Barclays is going back to basics after posting an annual loss of £394 million ($550 million).
The bank has announced plans to scale back heavily in Africa and slash dividend payments as it continues a broader retrenchment designed to boost capital levels.
The rethink is being executed by former J.P. Morgan banker Jes Staley, who became Barclays CEO three months ago. In a statement, Staley said the strategy would build on Barclay’s strength in London and New York, the “two financial centers of the world.”
The bank will have two divisions in future. One will serve U.K. personal and business customers; the second will be a “transatlantic business” focused on international corporate and investment banking.
Barclays has operated in Africa for more than 100 years, and Staley described the decision to sell down its stake in Barclays Africa Group as “very difficult.” He said the move, to be made over two to three years, will allow the bank to reduce headcount by around 40,000 and become a simpler organization.
Barclays will also exit its banking businesses in Egypt and Zimbabwe, which are operated separately.
The bank’s loss for 2015 was wider than analysts had anticipated.

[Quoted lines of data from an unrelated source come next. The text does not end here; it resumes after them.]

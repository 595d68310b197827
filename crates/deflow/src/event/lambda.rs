use std::time::Duration;

use time::OffsetDateTime;

use super::{EventType, originating, text};
use crate::action::WorkflowAction;
use crate::error::Result;
use crate::history::{EventAttributes, EventGraph, HistoryEvent, LambdaFunctionScheduled};
use crate::identity::{Identity, ScheduleData, ScheduleId};

#[derive(Debug, Clone, PartialEq, Eq)]
pub enum LambdaState {
    Scheduled,
    Started,
    Completed { result: Option<String> },
    Failed { reason: Option<String>, details: Option<String> },
    TimedOut { timeout_type: String },
    SchedulingFailed { cause: String },
    StartFailed { cause: String, message: Option<String> },
}

/// A lambda event, denormalized with its `LambdaFunctionScheduled` attributes.
#[derive(Debug, Clone, PartialEq)]
pub struct LambdaEvent {
    pub event_id: i64,
    pub timestamp: OffsetDateTime,
    pub schedule_id: ScheduleId,
    pub name: String,
    pub positional_name: String,
    pub input: Option<String>,
    pub timeout: Option<Duration>,
    pub state: LambdaState,
}

impl LambdaEvent {
    pub fn from_history(event: &HistoryEvent, graph: &EventGraph<'_>) -> Result<Option<Self>> {
        let (scheduled_event_id, state) = match &event.attributes {
            EventAttributes::LambdaFunctionScheduled(a) => {
                return Ok(Some(Self::scheduled(event, a, LambdaState::Scheduled)));
            }
            EventAttributes::LambdaFunctionStarted(a) => (a.scheduled_event_id, LambdaState::Started),
            EventAttributes::LambdaFunctionCompleted(a) => (
                a.scheduled_event_id,
                LambdaState::Completed {
                    result: a.result.clone(),
                },
            ),
            EventAttributes::LambdaFunctionFailed(a) => (
                a.scheduled_event_id,
                LambdaState::Failed {
                    reason: a.reason.clone(),
                    details: a.details.clone(),
                },
            ),
            EventAttributes::LambdaFunctionTimedOut(a) => (
                a.scheduled_event_id,
                LambdaState::TimedOut {
                    timeout_type: a.timeout_type.clone(),
                },
            ),
            EventAttributes::StartLambdaFunctionFailed(a) => (
                a.scheduled_event_id,
                LambdaState::StartFailed {
                    cause: a.cause.clone(),
                    message: a.message.clone(),
                },
            ),
            EventAttributes::ScheduleLambdaFunctionFailed(f) => {
                return Ok(Some(Self {
                    event_id: event.event_id,
                    timestamp: event.timestamp,
                    schedule_id: ScheduleId::raw(&f.id),
                    name: text(&f.name),
                    positional_name: String::new(),
                    input: None,
                    timeout: None,
                    state: LambdaState::SchedulingFailed {
                        cause: f.cause.clone(),
                    },
                }));
            }
            _ => return Ok(None),
        };

        let scheduled = originating(
            graph,
            event.event_id,
            scheduled_event_id,
            "LambdaFunctionScheduled",
            |attributes| match attributes {
                EventAttributes::LambdaFunctionScheduled(a) => Some(a),
                _ => None,
            },
        )?;
        Ok(Some(Self::scheduled(event, scheduled, state)))
    }

    fn scheduled(event: &HistoryEvent, scheduled: &LambdaFunctionScheduled, state: LambdaState) -> Self {
        let data = ScheduleData::from_control(scheduled.control.as_deref());
        Self {
            event_id: event.event_id,
            timestamp: event.timestamp,
            schedule_id: ScheduleId::raw(&scheduled.id),
            name: scheduled.name.clone(),
            positional_name: data.positional_name,
            input: scheduled.input.clone(),
            timeout: scheduled.start_to_close_timeout,
            state,
        }
    }

    pub fn event_type(&self) -> EventType {
        match self.state {
            LambdaState::Scheduled => EventType::Scheduled,
            LambdaState::Started => EventType::Started,
            LambdaState::Completed { .. } => EventType::Completed,
            LambdaState::Failed { .. } => EventType::Failed,
            LambdaState::TimedOut { .. } => EventType::TimedOut,
            LambdaState::SchedulingFailed { .. } => EventType::SchedulingFailed,
            LambdaState::StartFailed { .. } => EventType::StartFailed,
        }
    }

    pub fn result(&self) -> Option<&str> {
        match &self.state {
            LambdaState::Completed { result } => result.as_deref(),
            _ => None,
        }
    }

    pub fn reason(&self) -> Option<&str> {
        match &self.state {
            LambdaState::Failed { reason, .. } => reason.as_deref(),
            _ => None,
        }
    }

    pub fn details(&self) -> Option<&str> {
        match &self.state {
            LambdaState::Failed { details, .. } => details.as_deref(),
            _ => None,
        }
    }

    pub(crate) fn default_action(&self, item: &Identity) -> WorkflowAction {
        match &self.state {
            LambdaState::Completed { .. } => WorkflowAction::continue_from(item.clone()),
            LambdaState::Failed { reason, details } => {
                WorkflowAction::fail_workflow(text(reason), text(details))
            }
            LambdaState::TimedOut { timeout_type } => {
                WorkflowAction::fail_workflow("LAMBDA_TIMEDOUT", timeout_type.clone())
            }
            LambdaState::SchedulingFailed { cause } => {
                WorkflowAction::fail_workflow("LAMBDA_SCHEDULING_FAILED", cause.clone())
            }
            LambdaState::StartFailed { cause, message } => WorkflowAction::fail_workflow(
                "LAMBDA_START_FAILED",
                message.clone().unwrap_or_else(|| cause.clone()),
            ),
            LambdaState::Scheduled | LambdaState::Started => WorkflowAction::ignore(),
        }
    }
}
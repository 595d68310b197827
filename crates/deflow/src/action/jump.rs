use std::time::Duration;

use super::trigger::TriggerAction;
use super::{ItemSet, Scope, WorkflowAction};
use crate::context::DecisionContext;
use crate::decision::WorkflowDecision;
use crate::error::{Error, Result};
use crate::identity::Identity;
use crate::item::ItemRef;

/// Builds a jump from one item to another item of the same branch.
///
/// Obtained from [`ItemRef::jump`]. The target must be the source itself, an
/// ancestor or a descendant of it; anything else fails with
/// [`Error::OutOfBranchJump`].
#[derive(Debug, Clone, Copy)]
pub struct JumpBuilder<'a> {
    from: ItemRef<'a>,
}

impl<'a> JumpBuilder<'a> {
    pub(crate) fn new(from: ItemRef<'a>) -> Self {
        Self { from }
    }

    pub fn to_activity(self, name: &str, version: &str) -> Result<JumpAction> {
        self.to(Identity::activity(name, version, "")?)
    }

    pub fn to_activity_at(self, name: &str, version: &str, positional_name: &str) -> Result<JumpAction> {
        self.to(Identity::activity(name, version, positional_name)?)
    }

    pub fn to_timer(self, name: &str) -> Result<JumpAction> {
        self.to(Identity::timer(name)?)
    }

    pub fn to_lambda(self, name: &str) -> Result<JumpAction> {
        self.to(Identity::lambda(name, "")?)
    }

    pub fn to_lambda_at(self, name: &str, positional_name: &str) -> Result<JumpAction> {
        self.to(Identity::lambda(name, positional_name)?)
    }

    pub fn to_child_workflow(self, name: &str, version: &str) -> Result<JumpAction> {
        self.to(Identity::child_workflow(name, version, "")?)
    }

    /// Jump to `target`.
    pub fn to(self, target: Identity) -> Result<JumpAction> {
        let source = self.from.identity();
        let graph = self.from.context().workflow().graph();
        if !graph.contains(&target) {
            return Err(Error::UnknownItem(target));
        }
        let in_branch = target == *source
            || graph.ancestors(source).contains(&target)
            || graph.descendants(source).contains(&target);
        if !in_branch {
            return Err(Error::OutOfBranchJump {
                jump_from: source.clone(),
                jump_to: target,
            });
        }
        Ok(JumpAction {
            target,
            triggered_by: Some(source.clone()),
            after: None,
            trigger: true,
        })
    }
}

/// Schedule `target` regardless of its `when` gate.
///
/// For a forward jump, the source's downstream joins are probed as well so
/// that joins waiting on the skipped items keep advancing, unless
/// [`without_trigger`](Self::without_trigger) is set. Backward jumps re-run
/// part of the branch and never probe.
#[derive(Debug, Clone, PartialEq)]
pub struct JumpAction {
    target: Identity,
    triggered_by: Option<Identity>,
    after: Option<Duration>,
    trigger: bool,
}

impl JumpAction {
    pub fn target(&self) -> &Identity {
        &self.target
    }

    /// Schedule the target once `delay` has passed.
    pub fn after(mut self, delay: Duration) -> Self {
        self.after = Some(delay);
        self
    }

    pub fn without_trigger(mut self) -> Self {
        self.trigger = false;
        self
    }

    pub(crate) fn with_triggered_item(mut self, item: &Identity) -> Self {
        self.triggered_by.get_or_insert_with(|| item.clone());
        self
    }

    pub(super) fn resolve(
        &self,
        ctx: DecisionContext<'_>,
        scope: &mut Scope,
    ) -> Result<Vec<WorkflowDecision>> {
        let target = ctx.item(&self.target)?;
        let mut decisions = match self.after {
            Some(delay) => target.reschedule_decisions(delay),
            None => target.schedule_decisions_by_ignoring_when(),
        };
        if let Some(trigger) = self.trigger_action(ctx) {
            decisions.extend(trigger.resolve(ctx, scope)?);
        }
        Ok(decisions)
    }

    pub(super) fn can_schedule_any(&self, ctx: DecisionContext<'_>, items: &ItemSet<'_>) -> bool {
        items.contains(&self.target)
            || self
                .trigger_action(ctx)
                .is_some_and(|trigger| trigger.can_schedule_any(ctx, items))
    }

    fn trigger_action(&self, ctx: DecisionContext<'_>) -> Option<TriggerAction> {
        if !self.trigger {
            return None;
        }
        let source = self.triggered_by.as_ref()?;
        let backward =
            *source == self.target || ctx.workflow().graph().ancestors(source).contains(&self.target);
        if backward {
            return None;
        }
        Some(TriggerAction::new(Some(source.clone()), Some(self.target.clone())))
    }
}

impl From<JumpAction> for WorkflowAction {
    fn from(action: JumpAction) -> Self {
        WorkflowAction::Jump(action)
    }
}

Barclays shares trading in London dropped nearly 10% after the announcement. Investors have pushed the bank’s shares down by 25% this year, and 35% over the past six months.
Barclays ousted former CEO Antony Jenkins in July after three years on the job. He had been pushing through a massive overhaul, which included big job cuts.
His predecessor, Bob Diamond, left the bank after an interest rate-rigging scandal that cost it billions in fines.